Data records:
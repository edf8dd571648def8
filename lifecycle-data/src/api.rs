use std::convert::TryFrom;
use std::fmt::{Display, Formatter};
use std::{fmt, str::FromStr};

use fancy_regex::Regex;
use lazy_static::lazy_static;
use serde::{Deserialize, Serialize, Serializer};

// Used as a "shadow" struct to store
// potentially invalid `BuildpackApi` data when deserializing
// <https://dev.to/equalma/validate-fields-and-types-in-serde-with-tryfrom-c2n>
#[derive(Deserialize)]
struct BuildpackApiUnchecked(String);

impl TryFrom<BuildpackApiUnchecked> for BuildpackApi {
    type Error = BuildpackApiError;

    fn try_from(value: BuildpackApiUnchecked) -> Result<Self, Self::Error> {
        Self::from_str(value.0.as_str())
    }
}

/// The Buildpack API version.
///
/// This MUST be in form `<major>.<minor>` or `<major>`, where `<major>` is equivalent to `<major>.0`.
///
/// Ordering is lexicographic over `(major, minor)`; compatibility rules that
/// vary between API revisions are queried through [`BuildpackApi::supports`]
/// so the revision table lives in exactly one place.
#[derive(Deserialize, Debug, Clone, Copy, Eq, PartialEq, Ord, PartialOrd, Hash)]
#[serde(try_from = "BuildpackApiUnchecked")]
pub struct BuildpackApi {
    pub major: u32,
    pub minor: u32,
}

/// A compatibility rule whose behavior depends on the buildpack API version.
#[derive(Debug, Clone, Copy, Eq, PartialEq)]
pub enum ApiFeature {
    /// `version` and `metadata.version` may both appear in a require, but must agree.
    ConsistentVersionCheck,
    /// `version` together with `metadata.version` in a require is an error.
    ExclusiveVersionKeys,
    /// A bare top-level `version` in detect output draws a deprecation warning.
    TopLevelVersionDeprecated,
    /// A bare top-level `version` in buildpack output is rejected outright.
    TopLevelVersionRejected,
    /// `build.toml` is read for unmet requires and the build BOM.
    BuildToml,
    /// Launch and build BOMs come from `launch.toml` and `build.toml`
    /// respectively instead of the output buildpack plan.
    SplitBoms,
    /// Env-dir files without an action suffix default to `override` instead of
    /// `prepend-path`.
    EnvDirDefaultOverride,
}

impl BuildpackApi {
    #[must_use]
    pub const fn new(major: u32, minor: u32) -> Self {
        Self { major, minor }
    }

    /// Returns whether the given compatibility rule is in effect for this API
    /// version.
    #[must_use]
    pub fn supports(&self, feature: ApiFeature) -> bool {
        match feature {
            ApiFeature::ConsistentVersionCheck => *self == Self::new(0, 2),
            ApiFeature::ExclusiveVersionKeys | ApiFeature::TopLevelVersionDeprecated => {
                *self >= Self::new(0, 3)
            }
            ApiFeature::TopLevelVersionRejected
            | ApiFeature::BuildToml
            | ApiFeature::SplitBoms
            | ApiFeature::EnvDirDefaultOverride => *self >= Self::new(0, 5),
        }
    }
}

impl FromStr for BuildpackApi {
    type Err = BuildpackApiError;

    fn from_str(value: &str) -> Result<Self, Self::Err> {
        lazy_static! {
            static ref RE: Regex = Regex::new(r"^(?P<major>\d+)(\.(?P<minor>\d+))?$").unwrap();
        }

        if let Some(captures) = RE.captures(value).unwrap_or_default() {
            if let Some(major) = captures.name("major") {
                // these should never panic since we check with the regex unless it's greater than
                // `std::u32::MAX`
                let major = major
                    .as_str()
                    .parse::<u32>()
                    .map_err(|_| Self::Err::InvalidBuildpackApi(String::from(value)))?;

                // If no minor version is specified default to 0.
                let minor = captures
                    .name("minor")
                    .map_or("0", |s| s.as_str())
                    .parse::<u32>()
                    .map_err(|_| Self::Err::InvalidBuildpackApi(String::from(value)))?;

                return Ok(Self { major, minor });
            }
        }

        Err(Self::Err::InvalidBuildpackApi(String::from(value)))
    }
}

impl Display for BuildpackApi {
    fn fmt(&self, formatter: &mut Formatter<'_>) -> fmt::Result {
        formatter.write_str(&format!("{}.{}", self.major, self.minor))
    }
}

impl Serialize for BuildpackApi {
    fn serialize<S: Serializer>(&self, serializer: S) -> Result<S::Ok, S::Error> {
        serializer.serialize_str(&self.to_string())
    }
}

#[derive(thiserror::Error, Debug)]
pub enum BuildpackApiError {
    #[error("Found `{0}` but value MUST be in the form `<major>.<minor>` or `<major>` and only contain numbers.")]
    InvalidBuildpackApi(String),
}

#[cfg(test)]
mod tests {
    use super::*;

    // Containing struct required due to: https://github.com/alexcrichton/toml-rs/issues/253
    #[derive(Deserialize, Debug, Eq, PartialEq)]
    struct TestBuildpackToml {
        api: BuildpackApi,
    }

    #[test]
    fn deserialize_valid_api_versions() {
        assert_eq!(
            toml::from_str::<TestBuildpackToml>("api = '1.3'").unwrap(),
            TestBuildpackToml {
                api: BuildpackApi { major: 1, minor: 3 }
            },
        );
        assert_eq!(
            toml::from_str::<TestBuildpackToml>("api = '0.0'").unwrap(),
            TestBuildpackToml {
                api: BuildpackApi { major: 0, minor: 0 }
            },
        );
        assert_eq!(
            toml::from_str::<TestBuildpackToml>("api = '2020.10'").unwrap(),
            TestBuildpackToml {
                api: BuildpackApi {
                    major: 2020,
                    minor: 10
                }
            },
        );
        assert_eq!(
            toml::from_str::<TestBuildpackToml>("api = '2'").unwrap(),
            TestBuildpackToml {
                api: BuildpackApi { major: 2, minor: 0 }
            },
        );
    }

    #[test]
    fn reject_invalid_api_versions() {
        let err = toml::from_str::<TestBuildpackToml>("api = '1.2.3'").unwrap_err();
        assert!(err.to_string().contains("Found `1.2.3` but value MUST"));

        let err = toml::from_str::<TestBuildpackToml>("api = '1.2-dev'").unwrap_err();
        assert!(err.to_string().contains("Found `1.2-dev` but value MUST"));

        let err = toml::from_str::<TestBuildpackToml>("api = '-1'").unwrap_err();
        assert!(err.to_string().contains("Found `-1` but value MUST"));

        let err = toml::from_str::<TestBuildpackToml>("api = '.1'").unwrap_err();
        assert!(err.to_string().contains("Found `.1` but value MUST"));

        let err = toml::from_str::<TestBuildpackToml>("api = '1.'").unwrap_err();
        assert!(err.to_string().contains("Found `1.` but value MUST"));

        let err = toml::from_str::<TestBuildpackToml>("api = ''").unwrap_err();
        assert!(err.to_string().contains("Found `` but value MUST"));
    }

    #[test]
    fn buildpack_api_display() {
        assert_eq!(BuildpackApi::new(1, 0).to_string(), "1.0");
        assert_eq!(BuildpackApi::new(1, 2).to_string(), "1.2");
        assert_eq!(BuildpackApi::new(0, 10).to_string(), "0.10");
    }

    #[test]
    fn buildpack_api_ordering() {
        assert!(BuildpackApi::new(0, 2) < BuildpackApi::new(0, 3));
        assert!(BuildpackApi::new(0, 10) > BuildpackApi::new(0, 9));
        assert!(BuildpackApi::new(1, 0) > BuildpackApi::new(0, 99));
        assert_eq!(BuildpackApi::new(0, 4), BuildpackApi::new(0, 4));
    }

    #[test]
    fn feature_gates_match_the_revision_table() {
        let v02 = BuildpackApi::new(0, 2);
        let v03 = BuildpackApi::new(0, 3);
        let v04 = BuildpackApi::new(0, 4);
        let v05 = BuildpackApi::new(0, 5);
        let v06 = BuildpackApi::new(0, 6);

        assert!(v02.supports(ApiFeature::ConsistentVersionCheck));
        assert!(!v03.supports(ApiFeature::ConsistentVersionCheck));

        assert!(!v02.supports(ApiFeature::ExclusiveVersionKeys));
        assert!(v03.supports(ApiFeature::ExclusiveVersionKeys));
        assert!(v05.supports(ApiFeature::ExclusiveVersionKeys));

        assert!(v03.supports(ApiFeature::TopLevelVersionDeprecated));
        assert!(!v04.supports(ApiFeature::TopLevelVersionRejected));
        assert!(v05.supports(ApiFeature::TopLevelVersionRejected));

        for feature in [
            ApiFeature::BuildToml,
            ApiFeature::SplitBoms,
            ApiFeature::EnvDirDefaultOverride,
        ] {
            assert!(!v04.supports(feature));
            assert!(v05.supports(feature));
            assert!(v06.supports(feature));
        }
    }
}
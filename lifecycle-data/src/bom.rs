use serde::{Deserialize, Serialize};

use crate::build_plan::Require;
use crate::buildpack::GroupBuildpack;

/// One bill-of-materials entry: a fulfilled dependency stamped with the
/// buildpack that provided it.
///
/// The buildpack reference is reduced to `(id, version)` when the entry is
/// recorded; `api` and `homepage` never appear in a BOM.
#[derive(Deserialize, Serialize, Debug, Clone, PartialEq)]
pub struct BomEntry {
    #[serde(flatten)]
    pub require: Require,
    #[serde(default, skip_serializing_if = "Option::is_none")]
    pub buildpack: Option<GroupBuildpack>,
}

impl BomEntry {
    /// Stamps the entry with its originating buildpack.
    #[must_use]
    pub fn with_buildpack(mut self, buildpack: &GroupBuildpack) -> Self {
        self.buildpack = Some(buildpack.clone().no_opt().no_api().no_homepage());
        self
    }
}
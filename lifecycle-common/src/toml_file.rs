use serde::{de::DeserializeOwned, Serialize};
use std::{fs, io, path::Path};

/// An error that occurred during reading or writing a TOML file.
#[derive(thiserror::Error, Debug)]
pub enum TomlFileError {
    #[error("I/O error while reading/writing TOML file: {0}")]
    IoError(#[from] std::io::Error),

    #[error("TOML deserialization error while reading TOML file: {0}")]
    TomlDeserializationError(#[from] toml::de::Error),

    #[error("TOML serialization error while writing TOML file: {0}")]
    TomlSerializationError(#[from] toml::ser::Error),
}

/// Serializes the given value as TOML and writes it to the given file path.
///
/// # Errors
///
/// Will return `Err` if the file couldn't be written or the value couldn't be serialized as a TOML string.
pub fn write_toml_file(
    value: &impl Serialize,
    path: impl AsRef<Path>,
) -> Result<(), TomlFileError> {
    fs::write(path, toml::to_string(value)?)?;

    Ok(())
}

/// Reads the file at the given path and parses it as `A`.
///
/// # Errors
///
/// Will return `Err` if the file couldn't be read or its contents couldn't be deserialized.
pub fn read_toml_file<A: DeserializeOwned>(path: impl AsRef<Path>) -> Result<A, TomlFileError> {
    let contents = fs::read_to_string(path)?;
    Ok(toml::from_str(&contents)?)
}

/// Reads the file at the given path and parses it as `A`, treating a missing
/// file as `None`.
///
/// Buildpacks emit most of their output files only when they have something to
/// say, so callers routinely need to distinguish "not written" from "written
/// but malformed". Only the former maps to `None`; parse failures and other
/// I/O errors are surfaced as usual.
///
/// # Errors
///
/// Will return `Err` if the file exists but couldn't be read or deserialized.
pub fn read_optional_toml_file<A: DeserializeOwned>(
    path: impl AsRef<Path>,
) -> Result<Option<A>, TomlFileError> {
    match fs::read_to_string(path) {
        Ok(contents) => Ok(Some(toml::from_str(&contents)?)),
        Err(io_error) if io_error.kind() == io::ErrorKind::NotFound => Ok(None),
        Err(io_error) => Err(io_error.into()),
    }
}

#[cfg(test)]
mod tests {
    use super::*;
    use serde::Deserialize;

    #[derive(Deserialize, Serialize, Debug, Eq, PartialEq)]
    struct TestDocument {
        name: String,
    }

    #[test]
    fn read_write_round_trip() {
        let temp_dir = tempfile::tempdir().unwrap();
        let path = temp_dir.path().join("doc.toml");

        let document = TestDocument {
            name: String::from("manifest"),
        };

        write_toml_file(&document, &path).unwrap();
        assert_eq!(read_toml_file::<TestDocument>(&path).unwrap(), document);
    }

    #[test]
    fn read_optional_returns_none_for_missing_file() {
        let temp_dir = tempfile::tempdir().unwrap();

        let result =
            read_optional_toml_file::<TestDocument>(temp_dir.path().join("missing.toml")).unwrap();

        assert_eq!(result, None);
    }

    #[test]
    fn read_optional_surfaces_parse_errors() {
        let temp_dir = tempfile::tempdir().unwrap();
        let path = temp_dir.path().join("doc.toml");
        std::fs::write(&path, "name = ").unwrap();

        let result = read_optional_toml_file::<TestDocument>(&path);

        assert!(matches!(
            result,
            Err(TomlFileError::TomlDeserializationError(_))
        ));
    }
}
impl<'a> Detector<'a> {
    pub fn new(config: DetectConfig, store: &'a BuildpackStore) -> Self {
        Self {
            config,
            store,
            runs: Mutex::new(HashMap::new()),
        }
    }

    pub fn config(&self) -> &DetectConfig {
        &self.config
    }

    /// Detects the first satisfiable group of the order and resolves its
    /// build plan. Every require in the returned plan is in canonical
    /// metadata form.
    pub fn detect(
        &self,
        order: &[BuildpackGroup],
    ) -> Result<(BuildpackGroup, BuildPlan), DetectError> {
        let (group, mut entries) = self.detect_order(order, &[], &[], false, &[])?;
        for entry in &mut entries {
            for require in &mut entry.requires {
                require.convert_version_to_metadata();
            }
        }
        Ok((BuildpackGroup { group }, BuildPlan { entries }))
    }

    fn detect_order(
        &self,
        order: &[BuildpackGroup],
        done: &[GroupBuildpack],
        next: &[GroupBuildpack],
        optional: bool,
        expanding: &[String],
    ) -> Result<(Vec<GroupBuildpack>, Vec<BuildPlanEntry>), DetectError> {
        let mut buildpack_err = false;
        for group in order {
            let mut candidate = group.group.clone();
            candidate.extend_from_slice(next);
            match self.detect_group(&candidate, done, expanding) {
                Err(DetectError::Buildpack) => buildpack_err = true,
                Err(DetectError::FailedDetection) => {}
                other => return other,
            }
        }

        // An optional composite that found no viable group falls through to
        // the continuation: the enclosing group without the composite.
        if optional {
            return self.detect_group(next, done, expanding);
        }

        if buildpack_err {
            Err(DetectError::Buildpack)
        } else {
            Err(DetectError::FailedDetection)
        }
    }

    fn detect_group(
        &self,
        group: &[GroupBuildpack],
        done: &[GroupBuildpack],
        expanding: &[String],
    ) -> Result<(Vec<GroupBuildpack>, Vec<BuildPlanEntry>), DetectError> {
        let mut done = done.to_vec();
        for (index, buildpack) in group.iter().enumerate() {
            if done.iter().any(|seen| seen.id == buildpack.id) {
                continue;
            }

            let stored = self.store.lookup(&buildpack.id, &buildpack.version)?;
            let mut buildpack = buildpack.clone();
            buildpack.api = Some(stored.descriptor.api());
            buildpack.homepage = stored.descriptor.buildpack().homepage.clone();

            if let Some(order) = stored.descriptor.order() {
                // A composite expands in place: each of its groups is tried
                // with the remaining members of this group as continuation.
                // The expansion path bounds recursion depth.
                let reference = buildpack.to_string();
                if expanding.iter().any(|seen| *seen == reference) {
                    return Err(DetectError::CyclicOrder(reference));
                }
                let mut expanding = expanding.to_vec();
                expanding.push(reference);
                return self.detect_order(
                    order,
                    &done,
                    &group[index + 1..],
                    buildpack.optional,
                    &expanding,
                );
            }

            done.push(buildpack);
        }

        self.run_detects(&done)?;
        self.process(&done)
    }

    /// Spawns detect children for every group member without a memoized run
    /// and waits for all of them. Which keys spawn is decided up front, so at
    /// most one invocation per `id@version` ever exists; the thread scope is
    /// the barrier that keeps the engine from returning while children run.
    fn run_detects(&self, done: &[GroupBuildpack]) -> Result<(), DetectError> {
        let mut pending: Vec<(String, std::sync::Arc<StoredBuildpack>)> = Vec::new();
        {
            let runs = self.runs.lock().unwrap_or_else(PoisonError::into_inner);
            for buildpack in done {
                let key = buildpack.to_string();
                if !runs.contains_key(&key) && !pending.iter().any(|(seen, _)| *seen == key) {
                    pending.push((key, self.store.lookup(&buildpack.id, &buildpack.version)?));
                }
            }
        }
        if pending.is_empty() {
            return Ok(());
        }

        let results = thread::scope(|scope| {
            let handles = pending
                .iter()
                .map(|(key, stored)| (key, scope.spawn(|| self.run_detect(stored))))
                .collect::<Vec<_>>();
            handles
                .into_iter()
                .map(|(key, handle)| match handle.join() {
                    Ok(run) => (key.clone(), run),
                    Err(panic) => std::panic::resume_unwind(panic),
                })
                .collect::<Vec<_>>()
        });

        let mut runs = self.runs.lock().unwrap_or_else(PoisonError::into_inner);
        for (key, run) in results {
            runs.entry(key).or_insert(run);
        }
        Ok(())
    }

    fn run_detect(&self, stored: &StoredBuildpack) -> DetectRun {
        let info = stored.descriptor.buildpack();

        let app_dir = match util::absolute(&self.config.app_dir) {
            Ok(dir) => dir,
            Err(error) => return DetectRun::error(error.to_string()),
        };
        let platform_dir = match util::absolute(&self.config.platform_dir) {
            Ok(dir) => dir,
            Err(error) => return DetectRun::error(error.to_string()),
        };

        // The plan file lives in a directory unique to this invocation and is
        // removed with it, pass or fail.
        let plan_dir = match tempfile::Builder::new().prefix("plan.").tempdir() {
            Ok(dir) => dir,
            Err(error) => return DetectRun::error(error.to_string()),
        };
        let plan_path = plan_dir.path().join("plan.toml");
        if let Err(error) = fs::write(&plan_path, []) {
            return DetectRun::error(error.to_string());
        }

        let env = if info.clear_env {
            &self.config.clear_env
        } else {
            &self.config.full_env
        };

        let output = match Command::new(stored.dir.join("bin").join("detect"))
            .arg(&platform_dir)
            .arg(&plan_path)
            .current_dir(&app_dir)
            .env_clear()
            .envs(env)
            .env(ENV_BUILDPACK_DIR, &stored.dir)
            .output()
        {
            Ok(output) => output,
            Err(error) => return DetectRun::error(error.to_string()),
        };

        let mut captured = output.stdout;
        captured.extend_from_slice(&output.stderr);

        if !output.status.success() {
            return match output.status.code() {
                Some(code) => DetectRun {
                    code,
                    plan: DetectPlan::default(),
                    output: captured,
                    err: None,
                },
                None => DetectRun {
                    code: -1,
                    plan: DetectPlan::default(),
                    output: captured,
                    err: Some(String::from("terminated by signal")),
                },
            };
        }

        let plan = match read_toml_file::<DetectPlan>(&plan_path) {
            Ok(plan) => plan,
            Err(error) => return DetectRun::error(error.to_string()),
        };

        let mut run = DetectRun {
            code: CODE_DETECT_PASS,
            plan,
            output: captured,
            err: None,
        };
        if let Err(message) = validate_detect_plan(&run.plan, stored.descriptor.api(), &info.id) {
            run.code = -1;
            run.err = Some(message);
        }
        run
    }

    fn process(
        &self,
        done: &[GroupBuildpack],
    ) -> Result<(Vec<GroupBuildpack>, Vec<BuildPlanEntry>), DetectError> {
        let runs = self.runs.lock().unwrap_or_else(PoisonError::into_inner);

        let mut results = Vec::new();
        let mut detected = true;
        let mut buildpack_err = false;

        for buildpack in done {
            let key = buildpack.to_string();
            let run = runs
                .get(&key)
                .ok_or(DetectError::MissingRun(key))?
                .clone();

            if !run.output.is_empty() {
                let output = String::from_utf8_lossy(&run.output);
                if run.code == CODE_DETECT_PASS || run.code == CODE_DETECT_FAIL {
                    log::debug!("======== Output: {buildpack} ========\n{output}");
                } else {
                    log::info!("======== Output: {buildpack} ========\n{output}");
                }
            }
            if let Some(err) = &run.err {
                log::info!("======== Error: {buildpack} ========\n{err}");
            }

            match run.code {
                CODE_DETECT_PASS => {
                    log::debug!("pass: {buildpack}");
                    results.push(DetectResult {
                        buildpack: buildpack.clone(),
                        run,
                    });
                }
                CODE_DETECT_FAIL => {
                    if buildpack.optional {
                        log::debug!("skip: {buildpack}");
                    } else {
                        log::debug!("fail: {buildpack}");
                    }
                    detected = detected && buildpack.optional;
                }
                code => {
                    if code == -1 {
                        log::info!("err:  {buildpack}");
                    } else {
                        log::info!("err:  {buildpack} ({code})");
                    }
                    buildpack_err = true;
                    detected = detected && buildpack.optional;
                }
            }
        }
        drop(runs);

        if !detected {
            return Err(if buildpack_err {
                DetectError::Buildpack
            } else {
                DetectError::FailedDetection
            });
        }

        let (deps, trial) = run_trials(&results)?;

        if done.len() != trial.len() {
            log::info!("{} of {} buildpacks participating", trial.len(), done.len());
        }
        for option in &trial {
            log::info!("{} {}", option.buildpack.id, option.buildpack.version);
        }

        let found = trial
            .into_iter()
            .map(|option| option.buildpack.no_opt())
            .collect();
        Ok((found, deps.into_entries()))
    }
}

◆ YOUR GOAL ◆
Copy every line from the records that holds the string "scope".

◆ OUTPUT OF THE EXERCISE ◆
    /// most one invocation per `id@version` ever exists; the thread scope is
        let results = thread::scope(|scope| {
                .map(|(key, stored)| (key, scope.spawn(|| self.run_detect(stored))))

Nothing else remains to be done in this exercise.